When he speaks in Eugene today, U.S. Sen. Jeff Merkley plans to unveil a legislative concept that could provide some federal seed money to an embryonic and radical concept designed to tackle the student debt crisis.
The “Pay It Forward” model would allow students to attend state colleges without paying any tuition up front. Instead, they would commit a small percentage of their future incomes to repaying the state over a couple of decades.
The idea drew national media attention last month after the state Legislature passed a bill to study the feasibility of such a model.
One of the issues that has arisen with the concept is the question of how Oregon, or other states, would find the money to cover the tuition of the first wave of students until enough graduated students start contributing a portion of their incomes to the system.
Merkley’s bill, which he expects to introduce in September, essentially proposes to convert dollars provided now under federal subsidized Stafford loans to those startup costs in a small number of states that want to experiment with “Pay it Forward.” The states would have to cover the remaining initial costs.
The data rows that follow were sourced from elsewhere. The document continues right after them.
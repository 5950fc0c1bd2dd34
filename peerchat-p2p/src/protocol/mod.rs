//! Wire protocol spoken before a chat stream exists.
//!
//! This module contains:
//! - Handshake and stream negotiation messages
//! - Length-prefixed framing codec
//! - Mutual Ed25519 authentication
//! - Application protocol negotiation

pub mod auth;
pub mod framing;
pub mod messages;
pub mod negotiate;

// Re-export main types
pub use auth::{authenticate, AuthenticatedPeer};
pub use framing::HandshakeCodec;
pub use messages::{HandshakeMessage, HelloMessage, ProofMessage, NONCE_LEN};
pub use negotiate::{answer_stream_requests, request_stream};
The Oregon Democrat said Thursday that, while many of the finer points of his legislation still need to be figured out, he hopes that such a pilot project initially could be used by 50,000 to 100,000 students.
The legislation is being crafted so that it avoids creating any new spending by the federal government, Merkley said, which should give it a better chance of becoming law.
Merkley described “Pay It Forward” as “a powerful alternative tool” to the traditional student debt model and said his legislation would “empower” states to try to see if the concept is workable.
“College debt is a millstone around our kids’ necks,” he said. Debt concern “is stopping other kids from going to college at all.”